> [Exercise prompt]: Please copy every line with the string "source" from the entries below.

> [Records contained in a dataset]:
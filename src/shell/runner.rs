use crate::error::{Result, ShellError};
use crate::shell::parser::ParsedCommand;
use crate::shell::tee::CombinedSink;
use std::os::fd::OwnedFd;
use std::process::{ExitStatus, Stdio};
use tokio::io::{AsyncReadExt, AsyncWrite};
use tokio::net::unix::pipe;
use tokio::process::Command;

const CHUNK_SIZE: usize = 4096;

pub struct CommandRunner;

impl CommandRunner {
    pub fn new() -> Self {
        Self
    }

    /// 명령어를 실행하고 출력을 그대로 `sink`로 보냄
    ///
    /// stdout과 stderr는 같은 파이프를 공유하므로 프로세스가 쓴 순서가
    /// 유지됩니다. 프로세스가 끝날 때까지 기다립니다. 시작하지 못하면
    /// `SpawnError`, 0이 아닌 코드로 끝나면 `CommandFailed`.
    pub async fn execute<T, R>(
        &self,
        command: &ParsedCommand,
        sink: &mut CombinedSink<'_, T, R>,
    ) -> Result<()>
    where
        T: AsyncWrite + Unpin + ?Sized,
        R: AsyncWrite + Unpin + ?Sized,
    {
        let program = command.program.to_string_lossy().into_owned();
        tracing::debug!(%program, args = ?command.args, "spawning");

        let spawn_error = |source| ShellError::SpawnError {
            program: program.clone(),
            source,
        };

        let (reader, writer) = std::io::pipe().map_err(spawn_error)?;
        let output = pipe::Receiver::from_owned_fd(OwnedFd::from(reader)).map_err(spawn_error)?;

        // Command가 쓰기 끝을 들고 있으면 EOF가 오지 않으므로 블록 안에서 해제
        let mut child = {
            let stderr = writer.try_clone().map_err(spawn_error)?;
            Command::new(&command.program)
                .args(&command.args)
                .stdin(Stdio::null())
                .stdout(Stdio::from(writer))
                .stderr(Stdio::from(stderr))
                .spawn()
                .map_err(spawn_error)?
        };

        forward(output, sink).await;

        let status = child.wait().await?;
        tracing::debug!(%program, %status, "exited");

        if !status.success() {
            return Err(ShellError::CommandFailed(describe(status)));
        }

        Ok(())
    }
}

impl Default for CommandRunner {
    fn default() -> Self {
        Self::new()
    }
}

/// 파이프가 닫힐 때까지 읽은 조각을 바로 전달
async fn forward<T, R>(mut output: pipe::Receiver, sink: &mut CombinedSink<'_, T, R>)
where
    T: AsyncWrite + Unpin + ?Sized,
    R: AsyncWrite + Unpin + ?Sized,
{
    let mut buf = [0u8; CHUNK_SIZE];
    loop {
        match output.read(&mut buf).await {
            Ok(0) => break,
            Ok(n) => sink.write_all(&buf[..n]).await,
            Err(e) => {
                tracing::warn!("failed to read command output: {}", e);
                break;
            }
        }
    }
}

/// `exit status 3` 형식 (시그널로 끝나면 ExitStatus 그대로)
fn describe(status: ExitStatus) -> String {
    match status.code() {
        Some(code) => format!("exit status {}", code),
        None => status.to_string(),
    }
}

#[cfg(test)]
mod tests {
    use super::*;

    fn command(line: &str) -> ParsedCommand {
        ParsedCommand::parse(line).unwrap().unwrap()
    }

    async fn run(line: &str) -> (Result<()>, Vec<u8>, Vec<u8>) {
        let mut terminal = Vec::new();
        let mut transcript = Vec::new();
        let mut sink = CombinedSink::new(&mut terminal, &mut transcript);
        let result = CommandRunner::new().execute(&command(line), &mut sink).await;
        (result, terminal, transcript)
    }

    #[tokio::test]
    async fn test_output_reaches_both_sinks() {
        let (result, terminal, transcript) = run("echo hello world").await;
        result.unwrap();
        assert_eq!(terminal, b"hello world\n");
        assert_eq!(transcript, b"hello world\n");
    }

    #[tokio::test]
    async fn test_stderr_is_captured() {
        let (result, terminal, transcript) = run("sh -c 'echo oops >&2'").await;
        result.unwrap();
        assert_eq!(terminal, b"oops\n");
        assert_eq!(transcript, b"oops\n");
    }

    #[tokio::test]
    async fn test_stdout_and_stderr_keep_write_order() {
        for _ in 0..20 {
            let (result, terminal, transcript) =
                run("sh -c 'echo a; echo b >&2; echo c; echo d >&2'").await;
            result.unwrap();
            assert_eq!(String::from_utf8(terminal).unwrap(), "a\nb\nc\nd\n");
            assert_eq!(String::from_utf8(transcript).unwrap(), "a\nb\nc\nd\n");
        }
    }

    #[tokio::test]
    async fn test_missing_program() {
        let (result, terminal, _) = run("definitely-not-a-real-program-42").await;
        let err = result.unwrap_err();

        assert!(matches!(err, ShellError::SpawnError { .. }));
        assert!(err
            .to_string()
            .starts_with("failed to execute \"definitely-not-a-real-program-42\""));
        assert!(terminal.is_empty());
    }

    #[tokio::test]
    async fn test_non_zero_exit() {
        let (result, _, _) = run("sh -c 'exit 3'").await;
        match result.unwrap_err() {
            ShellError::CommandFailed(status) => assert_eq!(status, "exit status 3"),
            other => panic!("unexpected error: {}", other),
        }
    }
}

* * *

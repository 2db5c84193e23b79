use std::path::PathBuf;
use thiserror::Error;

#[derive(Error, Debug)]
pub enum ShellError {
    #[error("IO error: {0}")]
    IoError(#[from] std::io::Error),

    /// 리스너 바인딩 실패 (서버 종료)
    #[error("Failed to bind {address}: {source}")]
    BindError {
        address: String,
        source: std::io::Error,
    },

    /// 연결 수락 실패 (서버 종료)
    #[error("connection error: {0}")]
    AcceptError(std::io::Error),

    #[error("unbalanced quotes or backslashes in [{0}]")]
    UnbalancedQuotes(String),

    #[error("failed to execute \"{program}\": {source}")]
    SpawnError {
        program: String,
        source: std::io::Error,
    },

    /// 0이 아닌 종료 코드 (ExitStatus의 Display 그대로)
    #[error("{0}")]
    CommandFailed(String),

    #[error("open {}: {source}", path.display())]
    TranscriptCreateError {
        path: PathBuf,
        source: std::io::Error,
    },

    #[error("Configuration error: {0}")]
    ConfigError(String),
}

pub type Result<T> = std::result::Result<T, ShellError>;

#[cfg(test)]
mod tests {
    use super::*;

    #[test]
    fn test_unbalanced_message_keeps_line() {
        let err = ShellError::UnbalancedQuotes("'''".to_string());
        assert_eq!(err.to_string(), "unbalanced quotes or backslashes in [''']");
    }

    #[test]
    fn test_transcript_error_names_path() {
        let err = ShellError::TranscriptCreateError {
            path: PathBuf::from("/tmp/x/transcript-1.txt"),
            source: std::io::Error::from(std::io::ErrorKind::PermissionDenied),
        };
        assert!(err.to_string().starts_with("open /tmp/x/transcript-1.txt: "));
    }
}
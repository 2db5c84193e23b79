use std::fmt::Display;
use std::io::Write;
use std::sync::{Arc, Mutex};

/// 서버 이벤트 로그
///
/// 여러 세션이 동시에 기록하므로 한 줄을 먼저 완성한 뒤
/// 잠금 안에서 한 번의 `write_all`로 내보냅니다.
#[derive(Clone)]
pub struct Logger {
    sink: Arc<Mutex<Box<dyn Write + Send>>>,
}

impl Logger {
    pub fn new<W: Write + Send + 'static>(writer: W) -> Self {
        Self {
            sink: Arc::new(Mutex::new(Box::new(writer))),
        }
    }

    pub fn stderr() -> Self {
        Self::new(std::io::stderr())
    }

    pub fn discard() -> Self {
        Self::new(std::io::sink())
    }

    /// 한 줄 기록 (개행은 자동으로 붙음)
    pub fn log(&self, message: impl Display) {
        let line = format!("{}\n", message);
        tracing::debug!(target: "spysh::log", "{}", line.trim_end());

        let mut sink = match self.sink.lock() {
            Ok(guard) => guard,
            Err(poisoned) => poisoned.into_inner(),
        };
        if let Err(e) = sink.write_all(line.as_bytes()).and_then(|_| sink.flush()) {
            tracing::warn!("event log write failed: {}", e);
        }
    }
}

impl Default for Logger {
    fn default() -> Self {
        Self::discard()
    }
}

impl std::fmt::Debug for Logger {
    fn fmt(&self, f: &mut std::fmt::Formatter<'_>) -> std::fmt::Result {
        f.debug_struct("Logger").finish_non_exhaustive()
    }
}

> [Result for this exercise]:
        let spawn_error = |source| ShellError::SpawnError {
            source,
    #[error("Failed to bind {address}: {source}")]
        source: std::io::Error,
    #[error("failed to execute \"{program}\": {source}")]
        source: std::io::Error,
    #[error("open {}: {source}", path.display())]
        source: std::io::Error,
            source: std::io::Error::from(std::io::ErrorKind::PermissionDenied),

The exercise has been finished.